Many things can be explained in multiple different ways, and for physical events a physical (causal) explanation is always possible. The lesson of LW-style decision theories seems to be that one shouldn't privilege the physical explanation over other types of knowledge about how events depend on each other, that other kinds of dependence can be equally useful (even though there must be a physical explanation for how those dependencies between physical events got established).

My CDT solution is to notice that Omega's promise of the future is correct, then it must be capable of bringing it about. Perhaps it knows how to teleport the larger reward away if we go for the visible reward. Maybe Omega is just a master stage magician. Point is, taking the action of going and getting the visible reward will prevent me from getting the invisible one. I don't need to worry about implementation details like whether it's really based on my decision before I make it, or just the actions I take after I make it. The constraint is equally real whether I understand the mechanism or not.

Yes, that dodges the real question, but can an example illustrating the same deficiency of CDT be constructed, that isn't subject to this dodge?
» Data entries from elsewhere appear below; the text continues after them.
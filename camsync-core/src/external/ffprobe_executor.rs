//! FFprobe integration for media analysis.
//!
//! Stream layout, dimensions, durations and audio parameters come from the
//! `ffprobe` crate. Frame rates and display rotation are read with a second,
//! narrower ffprobe call whose JSON is parsed here, since the rotation lives in
//! stream tags or side data depending on the container.

use crate::error::{CoreError, CoreResult, command_failed_error, command_start_error};
use crate::utils::parse_frame_rate;

use ffprobe::{FfProbeError, ffprobe};
use serde::Deserialize;
use std::collections::HashMap;
use std::path::Path;
use std::process::Command;

/// Display properties of a video stream. Width and height are as displayed,
/// i.e. swapped when the stream carries a ±90° rotation.
#[derive(Debug, Clone, Default, PartialEq)]
pub struct VideoProperties {
    pub width: u32,
    pub height: u32,
    /// Average frame rate; 0.0 when ffprobe reports none
    pub fps: f64,
    pub duration_secs: f64,
}

impl VideoProperties {
    pub fn is_portrait(&self) -> bool {
        self.height > self.width
    }
}

/// Parameters of the first audio stream.
#[derive(Debug, Clone, PartialEq, Eq)]
pub struct AudioProperties {
    pub sample_rate: u32,
    pub channels: u32,
}

/// Trait for probing media files.
pub trait FfprobeExecutor {
    /// Display dimensions, frame rate and container duration of the first video stream.
    fn get_video_properties(&self, input_path: &Path) -> CoreResult<VideoProperties>;

    /// Parameters of the first audio stream, or None when the file has no audio.
    fn get_audio_properties(&self, input_path: &Path) -> CoreResult<Option<AudioProperties>>;
}

/// `FfprobeExecutor` backed by the `ffprobe` crate and the `ffprobe` binary.
#[derive(Debug, Clone, Default)]
pub struct CrateFfprobeExecutor;

impl CrateFfprobeExecutor {
    pub fn new() -> Self {
        Self
    }
}

impl FfprobeExecutor for CrateFfprobeExecutor {
    fn get_video_properties(&self, input_path: &Path) -> CoreResult<VideoProperties> {
        log::debug!(
            "Running ffprobe (via crate) for video properties on: {}",
            input_path.display()
        );
        let metadata = ffprobe(input_path).map_err(|err| {
            log::error!("ffprobe failed for video properties on {}: {:?}", input_path.display(), err);
            map_ffprobe_error(err, "video properties")
        })?;

        let duration_secs = metadata
            .format
            .duration
            .as_deref()
            .and_then(|d| d.parse::<f64>().ok())
            .ok_or_else(|| {
                CoreError::FfprobeParse(format!(
                    "Failed to parse duration from format for {}",
                    input_path.display()
                ))
            })?;

        let video_stream = metadata
            .streams
            .iter()
            .find(|s| s.codec_type.as_deref() == Some("video"))
            .ok_or_else(|| {
                CoreError::VideoInfoError(format!("No video stream found in {}", input_path.display()))
            })?;

        let (width, height) = match (video_stream.width, video_stream.height) {
            (Some(w), Some(h)) if w > 0 && h > 0 => (w as u32, h as u32),
            (w, h) => {
                return Err(CoreError::VideoInfoError(format!(
                    "Invalid or missing dimensions in {}: width={:?}, height={:?}",
                    input_path.display(),
                    w,
                    h
                )));
            }
        };

        let details = probe_stream_details(input_path)?;
        let (width, height) = if is_quarter_turn(details.rotation) {
            log::debug!(
                "{} is rotated by {}°, swapping dimensions",
                input_path.display(),
                details.rotation
            );
            (height, width)
        } else {
            (width, height)
        };

        Ok(VideoProperties {
            width,
            height,
            fps: details.fps.unwrap_or(0.0),
            duration_secs,
        })
    }

    fn get_audio_properties(&self, input_path: &Path) -> CoreResult<Option<AudioProperties>> {
        log::debug!(
            "Running ffprobe (via crate) for audio properties on: {}",
            input_path.display()
        );
        let metadata = ffprobe(input_path).map_err(|err| {
            log::error!("ffprobe failed for audio properties on {}: {:?}", input_path.display(), err);
            map_ffprobe_error(err, "audio properties")
        })?;

        let Some(stream) = metadata
            .streams
            .iter()
            .find(|s| s.codec_type.as_deref() == Some("audio"))
        else {
            log::warn!("No audio streams found by ffprobe for {}", input_path.display());
            return Ok(None);
        };

        let sample_rate = stream
            .sample_rate
            .as_deref()
            .and_then(|r| r.parse::<u32>().ok())
            .filter(|r| *r > 0)
            .ok_or_else(|| {
                CoreError::FfprobeParse(format!(
                    "Audio stream of {} has no usable sample rate",
                    input_path.display()
                ))
            })?;
        let channels = stream
            .channels
            .filter(|c| *c > 0)
            .map(|c| c as u32)
            .ok_or_else(|| {
                CoreError::FfprobeParse(format!(
                    "Audio stream of {} has no usable channel count",
                    input_path.display()
                ))
            })?;

        Ok(Some(AudioProperties {
            sample_rate,
            channels,
        }))
    }
}

// ============================================================================
// FRAME RATE AND ROTATION
// ============================================================================

#[derive(Debug, Deserialize)]
struct StreamDetailsOutput {
    #[serde(default)]
    streams: Vec<RawStreamDetails>,
}

#[derive(Debug, Deserialize)]
struct RawStreamDetails {
    #[serde(default)]
    avg_frame_rate: Option<String>,
    #[serde(default)]
    r_frame_rate: Option<String>,
    #[serde(default)]
    tags: HashMap<String, String>,
    #[serde(default)]
    side_data_list: Vec<serde_json::Value>,
}

/// Frame rate and rotation of the first video stream.
#[derive(Debug, Clone, Default, PartialEq)]
pub struct StreamDetails {
    pub fps: Option<f64>,
    /// Rotation in degrees, 0 when absent
    pub rotation: i64,
}

fn is_quarter_turn(rotation: i64) -> bool {
    rotation.rem_euclid(180) == 90
}

/// Parses the JSON printed by the stream-details ffprobe call.
pub fn parse_stream_details(json: &str) -> CoreResult<StreamDetails> {
    let output: StreamDetailsOutput = serde_json::from_str(json)
        .map_err(|e| CoreError::FfprobeParse(format!("stream details: {e}")))?;
    let Some(stream) = output.streams.into_iter().next() else {
        return Ok(StreamDetails::default());
    };

    let fps = stream
        .avg_frame_rate
        .as_deref()
        .and_then(parse_frame_rate)
        .or_else(|| stream.r_frame_rate.as_deref().and_then(parse_frame_rate));

    let from_side_data = stream
        .side_data_list
        .iter()
        .find_map(|entry| entry.get("rotation").and_then(|r| r.as_f64()))
        .map(|r| r.round() as i64);
    let from_tags = stream.tags.get("rotate").and_then(|r| r.trim().parse::<i64>().ok());

    Ok(StreamDetails {
        fps,
        rotation: from_side_data.or(from_tags).unwrap_or(0),
    })
}

fn probe_stream_details(input_path: &Path) -> CoreResult<StreamDetails> {
    let mut cmd = Command::new("ffprobe");
    cmd.args(["-v", "error", "-select_streams", "v:0"])
        .args([
            "-show_entries",
            "stream=avg_frame_rate,r_frame_rate:stream_tags=rotate:stream_side_data=rotation",
        ])
        .args(["-of", "json"])
        .arg(input_path);

    let output = cmd
        .output()
        .map_err(|e| command_start_error("ffprobe (stream details)", e))?;
    if !output.status.success() {
        return Err(command_failed_error(
            "ffprobe (stream details)",
            output.status,
            String::from_utf8_lossy(&output.stderr).into_owned(),
        ));
    }
    parse_stream_details(&String::from_utf8_lossy(&output.stdout))
}

fn map_ffprobe_error(err: FfProbeError, context: &str) -> CoreError {
    match err {
        FfProbeError::Io(io_err) => command_start_error(format!("ffprobe ({context})"), io_err),
        FfProbeError::Status(output) => {
            let stderr = String::from_utf8_lossy(&output.stderr).into_owned();
            command_failed_error(format!("ffprobe ({context})"), output.status, stderr)
        }
        FfProbeError::Deserialize(err) => {
            CoreError::FfprobeParse(format!("ffprobe {context} output deserialization: {err}"))
        }
        _ => CoreError::FfprobeParse(format!("Unknown ffprobe error during {context}: {err:?}")),
    }
}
I'm not certain it's possible.

You could look at it another way. If a CDT agent knows it will face unspecified Newcomblike problems in the future, it will want to make the most general precommitment now. Of course you can't come up with the most general precommitment that will solve all decision problems, because there could be a universe that arbitrarily punishes you for having a specific decision algorithm in your head, and rewards some other silly decision algorithm for being different. But if the universe rewards or punishes you only based on the return value of your algorithm and not its internals, then we can hope to figure out mathematically how the most general precommitment (UDT) should choose its return value in every situation. We already know enough to suspect that that it will probably talk about logical implication instead of physical causality, even in a world that runs on physical causality.

[-][anonymous]12y00

Self-modifying CDT loses in Parfit's Hitchhiker.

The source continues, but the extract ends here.